___ Dataset records
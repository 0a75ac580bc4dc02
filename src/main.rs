//! Binary entry point: parse arguments and dispatch to a command.

use adhanr::args::{self, CliAction, ParsedArgs};
use adhanr::commands::{list, next, run};
use adhanr::constants::EXIT_FAILURE;
use adhanr::{log_end, log_error_exit};

fn main() {
    let parsed_args = ParsedArgs::from_env();

    let result = match parsed_args.action {
        CliAction::ShowVersion => {
            args::display_version_info();
            Ok(())
        }
        CliAction::ShowHelp => {
            args::display_help();
            Ok(())
        }
        CliAction::ShowHelpDueToError => {
            args::display_help();
            std::process::exit(EXIT_FAILURE);
        }
        CliAction::Run(options) => run::handle_run_command(&options),
        CliAction::List(options) => list::handle_list_command(&options),
        CliAction::Next(options) => next::handle_next_command(&options),
    };

    if let Err(e) = result {
        adhanr::logger::Log::set_enabled(true);
        log_error_exit!("{e:#}");
        log_end!();
        std::process::exit(EXIT_FAILURE);
    }
}
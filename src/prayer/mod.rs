//! Prayer events, daily schedules and the two pure core operations over them.
//!
//! - [`projector`]: turns raw oracle output into a validated [`DailySchedule`]
//!   and into display records.
//! - [`resolver`]: picks the next event across today and tomorrow.

pub mod error;
pub mod projector;
pub mod resolver;

use chrono::{DateTime, NaiveDate, Utc};
use serde::Serialize;
use std::fmt;

pub use error::ScheduleError;
pub use projector::{DisplayRecord, RawSchedule, build_schedule, capitalize, project};
pub use resolver::{Day, NextPrayerPointer, resolve_next};

/// Canonical prayer identifiers, declared in chronological order within a day.
#[derive(Debug, Clone, Copy, PartialEq, Eq, Hash, PartialOrd, Ord, Serialize)]
#[serde(rename_all = "lowercase")]
pub enum PrayerKey {
    Fajr,
    Sunrise,
    Dhuhr,
    Asr,
    Maghrib,
    Isha,
}

impl PrayerKey {
    /// Every key, in canonical order.
    pub const ALL: [PrayerKey; 6] = [
        PrayerKey::Fajr,
        PrayerKey::Sunrise,
        PrayerKey::Dhuhr,
        PrayerKey::Asr,
        PrayerKey::Maghrib,
        PrayerKey::Isha,
    ];

    /// Identifier used by the oracle output and the display layer.
    pub fn as_str(&self) -> &'static str {
        match self {
            PrayerKey::Fajr => "fajr",
            PrayerKey::Sunrise => "sunrise",
            PrayerKey::Dhuhr => "dhuhr",
            PrayerKey::Asr => "asr",
            PrayerKey::Maghrib => "maghrib",
            PrayerKey::Isha => "isha",
        }
    }

    /// Display name: the identifier with its first letter capitalized.
    pub fn label(&self) -> String {
        capitalize(self.as_str())
    }
}

impl fmt::Display for PrayerKey {
    fn fmt(&self, f: &mut fmt::Formatter<'_>) -> fmt::Result {
        f.write_str(self.as_str())
    }
}

/// A single prayer instant. Immutable once produced.
#[derive(Debug, Clone, PartialEq, Eq)]
pub struct PrayerEvent {
    key: PrayerKey,
    label: String,
    instant: DateTime<Utc>,
}

impl PrayerEvent {
    pub fn new(key: PrayerKey, instant: DateTime<Utc>) -> Self {
        Self {
            key,
            label: key.label(),
            instant,
        }
    }

    pub fn key(&self) -> PrayerKey {
        self.key
    }

    pub fn label(&self) -> &str {
        &self.label
    }

    pub fn instant(&self) -> DateTime<Utc> {
        self.instant
    }
}

/// The canonical events of one calendar date.
///
/// Holds exactly one event per [`PrayerKey`], in canonical order, with strictly
/// increasing instants. The only way to obtain one is [`build_schedule`], which
/// enforces that.
#[derive(Debug, Clone, PartialEq, Eq)]
pub struct DailySchedule {
    date: NaiveDate,
    events: Vec<PrayerEvent>,
}

impl DailySchedule {
    pub fn date(&self) -> NaiveDate {
        self.date
    }

    pub fn events(&self) -> &[PrayerEvent] {
        &self.events
    }

    pub fn get(&self, key: PrayerKey) -> &PrayerEvent {
        // Index matches the key's position in PrayerKey::ALL
        &self.events[key as usize]
    }

    pub fn first(&self) -> &PrayerEvent {
        self.get(PrayerKey::Fajr)
    }

    pub fn last(&self) -> &PrayerEvent {
        self.get(PrayerKey::Isha)
    }
}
______
What you should do
Show every line of the data in which the word "PrayerEvent" appears.

Answer section
pub struct PrayerEvent {
impl PrayerEvent {
    events: Vec<PrayerEvent>,
    pub fn events(&self) -> &[PrayerEvent] {
    pub fn get(&self, key: PrayerKey) -> &PrayerEvent {
    pub fn first(&self) -> &PrayerEvent {
    pub fn last(&self) -> &PrayerEvent {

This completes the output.